What is expected>
All records should be reproduced verbatim.

Start of Data for analysis

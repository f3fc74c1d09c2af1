use abtest::experiments::{
    aggregator::VariantEvent,
    config::{ExperimentPatch, ExperimentStatus, Metric, NewExperiment},
    lifecycle::ListQuery,
    store::ExperimentFilter,
};
use abtest::ExperimentError;
use axum::{
    body::Bytes,
    extract::{rejection::JsonRejection, Path, Query, State},
    http::StatusCode,
    response::IntoResponse,
    response::Response,
    Json,
};
use serde::{Deserialize, Serialize};
use std::sync::Arc;

use super::AppState;

// ── Envelopes ───────────────────────────────────────────────────────

#[derive(Debug, Serialize)]
struct DataEnvelope<T> {
    ok: bool,
    data: T,
}

#[derive(Debug, Serialize)]
struct ErrorEnvelope {
    ok: bool,
    error: ErrorBody,
}

#[derive(Debug, Serialize)]
struct ErrorBody {
    code: &'static str,
    message: String,
}

fn respond<T: Serialize>(status: StatusCode, data: T) -> Response {
    (status, Json(DataEnvelope { ok: true, data })).into_response()
}

fn experiment_error_to_response(err: ExperimentError) -> Response {
    let status = err.status_code();
    if status.is_server_error() {
        tracing::error!(error = %err, "experiment request failed");
    } else if err.is_validation() {
        tracing::debug!(code = err.code(), error = %err, "rejected invalid experiment request");
    }
    (
        status,
        Json(ErrorEnvelope {
            ok: false,
            error: ErrorBody {
                code: err.code(),
                message: err.to_string(),
            },
        }),
    )
        .into_response()
}

/// Unwraps a JSON body, turning axum's plain-text rejection into a
/// `validation_error` envelope.
fn json_body<T>(body: Result<Json<T>, JsonRejection>) -> Result<T, Response> {
    body.map(|Json(value)| value).map_err(|rejection| {
        experiment_error_to_response(ExperimentError::Validation(rejection.body_text()))
    })
}

fn to_response<T: Serialize>(status: StatusCode, result: abtest::Result<T>) -> Response {
    match result {
        Ok(data) => respond(status, data),
        Err(err) => experiment_error_to_response(err),
    }
}

// ── Requests ────────────────────────────────────────────────────────

#[derive(Debug, Deserialize)]
#[serde(rename_all = "camelCase")]
pub struct ListExperimentsQuery {
    #[serde(default)]
    pub status: Option<String>,
    #[serde(default)]
    pub campaign_id: Option<String>,
    #[serde(default)]
    pub limit: Option<usize>,
    #[serde(default)]
    pub offset: Option<usize>,
}

#[derive(Debug, Default, Deserialize)]
#[serde(rename_all = "camelCase")]
pub struct StartExperimentRequest {
    #[serde(default)]
    pub members: Option<Vec<String>>,
}

/// Either one event or a webhook batch.
#[derive(Debug, Deserialize)]
#[serde(untagged)]
pub enum RecordEventsRequest {
    Batch { events: Vec<VariantEvent> },
    Single(VariantEvent),
}

impl RecordEventsRequest {
    fn into_events(self) -> Vec<VariantEvent> {
        match self {
            RecordEventsRequest::Batch { events } => events,
            RecordEventsRequest::Single(event) => vec![event],
        }
    }
}

#[derive(Debug, Deserialize)]
#[serde(rename_all = "camelCase")]
pub struct ResultsQuery {
    #[serde(default)]
    pub metric: Option<String>,
}

#[derive(Debug, Deserialize)]
#[serde(rename_all = "camelCase")]
pub struct DeclareWinnerRequest {
    pub variant_index: usize,
    #[serde(default)]
    pub metric: Option<Metric>,
}

#[derive(Debug, Serialize)]
#[serde(rename_all = "camelCase")]
pub struct DeleteExperimentResponse {
    pub deleted: String,
}

// ── Handlers ────────────────────────────────────────────────────────

pub async fn create_experiment(
    State(state): State<Arc<AppState>>,
    body: Result<Json<NewExperiment>, JsonRejection>,
) -> Response {
    let body = match json_body(body) {
        Ok(body) => body,
        Err(resp) => return resp,
    };
    to_response(StatusCode::CREATED, state.manager.create_experiment(body))
}

pub async fn list_experiments(
    State(state): State<Arc<AppState>>,
    Query(params): Query<ListExperimentsQuery>,
) -> Response {
    let status = match params.status.as_deref() {
        Some(status) => match ExperimentStatus::parse(status) {
            Ok(parsed) => Some(parsed),
            Err(err) => return experiment_error_to_response(err),
        },
        None => None,
    };
    let query = ListQuery {
        filter: ExperimentFilter {
            status,
            campaign_id: params.campaign_id,
        },
        limit: params.limit,
        offset: params.offset.unwrap_or(0),
    };
    to_response(StatusCode::OK, state.manager.list_experiments(&query))
}

pub async fn get_experiment(
    State(state): State<Arc<AppState>>,
    Path(id): Path<String>,
) -> Response {
    to_response(StatusCode::OK, state.manager.get_experiment(&id))
}

pub async fn update_experiment(
    State(state): State<Arc<AppState>>,
    Path(id): Path<String>,
    body: Result<Json<ExperimentPatch>, JsonRejection>,
) -> Response {
    let body = match json_body(body) {
        Ok(body) => body,
        Err(resp) => return resp,
    };
    to_response(StatusCode::OK, state.manager.update_experiment(&id, body))
}

pub async fn delete_experiment(
    State(state): State<Arc<AppState>>,
    Path(id): Path<String>,
) -> Response {
    let result = state
        .manager
        .delete_experiment(&id)
        .map(|()| DeleteExperimentResponse { deleted: id });
    to_response(StatusCode::OK, result)
}

/// The body is optional; an empty body starts without a member batch.
pub async fn start_experiment(
    State(state): State<Arc<AppState>>,
    Path(id): Path<String>,
    body: Bytes,
) -> Response {
    let request = if body.iter().all(u8::is_ascii_whitespace) {
        StartExperimentRequest::default()
    } else {
        match serde_json::from_slice::<StartExperimentRequest>(&body) {
            Ok(request) => request,
            Err(err) => {
                return experiment_error_to_response(ExperimentError::Validation(format!(
                    "invalid start request: {err}"
                )))
            }
        }
    };
    to_response(
        StatusCode::OK,
        state.manager.start_experiment(&id, request.members),
    )
}

pub async fn pause_experiment(
    State(state): State<Arc<AppState>>,
    Path(id): Path<String>,
) -> Response {
    to_response(StatusCode::OK, state.manager.pause_experiment(&id))
}

pub async fn resume_experiment(
    State(state): State<Arc<AppState>>,
    Path(id): Path<String>,
) -> Response {
    to_response(StatusCode::OK, state.manager.resume_experiment(&id))
}

pub async fn record_events(
    State(state): State<Arc<AppState>>,
    Path(id): Path<String>,
    body: Result<Json<RecordEventsRequest>, JsonRejection>,
) -> Response {
    let events = match json_body(body) {
        Ok(body) => body.into_events(),
        Err(resp) => return resp,
    };
    to_response(StatusCode::ACCEPTED, state.manager.record_events(&id, &events))
}

pub async fn get_results(
    State(state): State<Arc<AppState>>,
    Path(id): Path<String>,
    Query(params): Query<ResultsQuery>,
) -> Response {
    let metric = match params.metric.as_deref().map(Metric::parse).transpose() {
        Ok(metric) => metric,
        Err(err) => return experiment_error_to_response(err),
    };
    to_response(StatusCode::OK, state.manager.get_results(&id, metric))
}

pub async fn declare_winner(
    State(state): State<Arc<AppState>>,
    Path(id): Path<String>,
    body: Result<Json<DeclareWinnerRequest>, JsonRejection>,
) -> Response {
    let body = match json_body(body) {
        Ok(body) => body,
        Err(resp) => return resp,
    };
    to_response(
        StatusCode::OK,
        state
            .manager
            .declare_winner(&id, body.variant_index, body.metric),
    )
}

pub async fn apply_winner(
    State(state): State<Arc<AppState>>,
    Path(id): Path<String>,
) -> Response {
    to_response(StatusCode::OK, state.manager.apply_winner(&id))
}

pub async fn get_assignment(
    State(state): State<Arc<AppState>>,
    Path((id, member_id)): Path<(String, String)>,
) -> Response {
    to_response(StatusCode::OK, state.manager.get_assignment(&id, &member_id))
}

End of Data for analysis

Expected answer>
repository f3fc74c1d09c2af1
use abtest::experiments::{
    aggregator::VariantEvent,
    config::{ExperimentPatch, ExperimentStatus, Metric, NewExperiment},
    lifecycle::ListQuery,
    store::ExperimentFilter,
};
use abtest::ExperimentError;
use axum::{
    body::Bytes,
    extract::{rejection::JsonRejection, Path, Query, State},
    http::StatusCode,
    response::IntoResponse,
    response::Response,
    Json,
};
use serde::{Deserialize, Serialize};
use std::sync::Arc;

use super::AppState;

// ── Envelopes ───────────────────────────────────────────────────────

#[derive(Debug, Serialize)]
struct DataEnvelope<T> {
    ok: bool,
    data: T,
}

#[derive(Debug, Serialize)]
struct ErrorEnvelope {
    ok: bool,
    error: ErrorBody,
}

#[derive(Debug, Serialize)]
struct ErrorBody {
    code: &'static str,
    message: String,
}

fn respond<T: Serialize>(status: StatusCode, data: T) -> Response {
    (status, Json(DataEnvelope { ok: true, data })).into_response()
}

fn experiment_error_to_response(err: ExperimentError) -> Response {
    let status = err.status_code();
    if status.is_server_error() {
        tracing::error!(error = %err, "experiment request failed");
    } else if err.is_validation() {
        tracing::debug!(code = err.code(), error = %err, "rejected invalid experiment request");
    }
    (
        status,
        Json(ErrorEnvelope {
            ok: false,
            error: ErrorBody {
                code: err.code(),
                message: err.to_string(),
            },
        }),
    )
        .into_response()
}

/// Unwraps a JSON body, turning axum's plain-text rejection into a
/// `validation_error` envelope.
fn json_body<T>(body: Result<Json<T>, JsonRejection>) -> Result<T, Response> {
    body.map(|Json(value)| value).map_err(|rejection| {
        experiment_error_to_response(ExperimentError::Validation(rejection.body_text()))
    })
}

fn to_response<T: Serialize>(status: StatusCode, result: abtest::Result<T>) -> Response {
    match result {
        Ok(data) => respond(status, data),
        Err(err) => experiment_error_to_response(err),
    }
}

// ── Requests ────────────────────────────────────────────────────────

#[derive(Debug, Deserialize)]
#[serde(rename_all = "camelCase")]
pub struct ListExperimentsQuery {
    #[serde(default)]
    pub status: Option<String>,
    #[serde(default)]
    pub campaign_id: Option<String>,
    #[serde(default)]
    pub limit: Option<usize>,
    #[serde(default)]
    pub offset: Option<usize>,
}

#[derive(Debug, Default, Deserialize)]
#[serde(rename_all = "camelCase")]
pub struct StartExperimentRequest {
    #[serde(default)]
    pub members: Option<Vec<String>>,
}

/// Either one event or a webhook batch.
#[derive(Debug, Deserialize)]
#[serde(untagged)]
pub enum RecordEventsRequest {
    Batch { events: Vec<VariantEvent> },
    Single(VariantEvent),
}

impl RecordEventsRequest {
    fn into_events(self) -> Vec<VariantEvent> {
        match self {
            RecordEventsRequest::Batch { events } => events,
            RecordEventsRequest::Single(event) => vec![event],
        }
    }
}

#[derive(Debug, Deserialize)]
#[serde(rename_all = "camelCase")]
pub struct ResultsQuery {
    #[serde(default)]
    pub metric: Option<String>,
}

#[derive(Debug, Deserialize)]
#[serde(rename_all = "camelCase")]
pub struct DeclareWinnerRequest {
    pub variant_index: usize,
    #[serde(default)]
    pub metric: Option<Metric>,
}

#[derive(Debug, Serialize)]
#[serde(rename_all = "camelCase")]
pub struct DeleteExperimentResponse {
    pub deleted: String,
}

// ── Handlers ────────────────────────────────────────────────────────

pub async fn create_experiment(
    State(state): State<Arc<AppState>>,
    body: Result<Json<NewExperiment>, JsonRejection>,
) -> Response {
    let body = match json_body(body) {
        Ok(body) => body,
        Err(resp) => return resp,
    };
    to_response(StatusCode::CREATED, state.manager.create_experiment(body))
}

pub async fn list_experiments(
    State(state): State<Arc<AppState>>,
    Query(params): Query<ListExperimentsQuery>,
) -> Response {
    let status = match params.status.as_deref() {
        Some(status) => match ExperimentStatus::parse(status) {
            Ok(parsed) => Some(parsed),
            Err(err) => return experiment_error_to_response(err),
        },
        None => None,
    };
    let query = ListQuery {
        filter: ExperimentFilter {
            status,
            campaign_id: params.campaign_id,
        },
        limit: params.limit,
        offset: params.offset.unwrap_or(0),
    };
    to_response(StatusCode::OK, state.manager.list_experiments(&query))
}

pub async fn get_experiment(
    State(state): State<Arc<AppState>>,
    Path(id): Path<String>,
) -> Response {
    to_response(StatusCode::OK, state.manager.get_experiment(&id))
}

pub async fn update_experiment(
    State(state): State<Arc<AppState>>,
    Path(id): Path<String>,
    body: Result<Json<ExperimentPatch>, JsonRejection>,
) -> Response {
    let body = match json_body(body) {
        Ok(body) => body,
        Err(resp) => return resp,
    };
    to_response(StatusCode::OK, state.manager.update_experiment(&id, body))
}

pub async fn delete_experiment(
    State(state): State<Arc<AppState>>,
    Path(id): Path<String>,
) -> Response {
    let result = state
        .manager
        .delete_experiment(&id)
        .map(|()| DeleteExperimentResponse { deleted: id });
    to_response(StatusCode::OK, result)
}

/// The body is optional; an empty body starts without a member batch.
pub async fn start_experiment(
    State(state): State<Arc<AppState>>,
    Path(id): Path<String>,
    body: Bytes,
) -> Response {
    let request = if body.iter().all(u8::is_ascii_whitespace) {
        StartExperimentRequest::default()
    } else {
        match serde_json::from_slice::<StartExperimentRequest>(&body) {
            Ok(request) => request,
            Err(err) => {
                return experiment_error_to_response(ExperimentError::Validation(format!(
                    "invalid start request: {err}"
                )))
            }
        }
    };
    to_response(
        StatusCode::OK,
        state.manager.start_experiment(&id, request.members),
    )
}

pub async fn pause_experiment(
    State(state): State<Arc<AppState>>,
    Path(id): Path<String>,
) -> Response {
    to_response(StatusCode::OK, state.manager.pause_experiment(&id))
}

pub async fn resume_experiment(
    State(state): State<Arc<AppState>>,
    Path(id): Path<String>,
) -> Response {
    to_response(StatusCode::OK, state.manager.resume_experiment(&id))
}

pub async fn record_events(
    State(state): State<Arc<AppState>>,
    Path(id): Path<String>,
    body: Result<Json<RecordEventsRequest>, JsonRejection>,
) -> Response {
    let events = match json_body(body) {
        Ok(body) => body.into_events(),
        Err(resp) => return resp,
    };
    to_response(StatusCode::ACCEPTED, state.manager.record_events(&id, &events))
}

pub async fn get_results(
    State(state): State<Arc<AppState>>,
    Path(id): Path<String>,
    Query(params): Query<ResultsQuery>,
) -> Response {
    let metric = match params.metric.as_deref().map(Metric::parse).transpose() {
        Ok(metric) => metric,
        Err(err) => return experiment_error_to_response(err),
    };
    to_response(StatusCode::OK, state.manager.get_results(&id, metric))
}

pub async fn declare_winner(
    State(state): State<Arc<AppState>>,
    Path(id): Path<String>,
    body: Result<Json<DeclareWinnerRequest>, JsonRejection>,
) -> Response {
    let body = match json_body(body) {
        Ok(body) => body,
        Err(resp) => return resp,
    };
    to_response(
        StatusCode::OK,
        state
            .manager
            .declare_winner(&id, body.variant_index, body.metric),
    )
}

pub async fn apply_winner(
    State(state): State<Arc<AppState>>,
    Path(id): Path<String>,
) -> Response {
    to_response(StatusCode::OK, state.manager.apply_winner(&id))
}

pub async fn get_assignment(
    State(state): State<Arc<AppState>>,
    Path((id, member_id)): Path<(String, String)>,
) -> Response {
    to_response(StatusCode::OK, state.manager.get_assignment(&id, &member_id))
}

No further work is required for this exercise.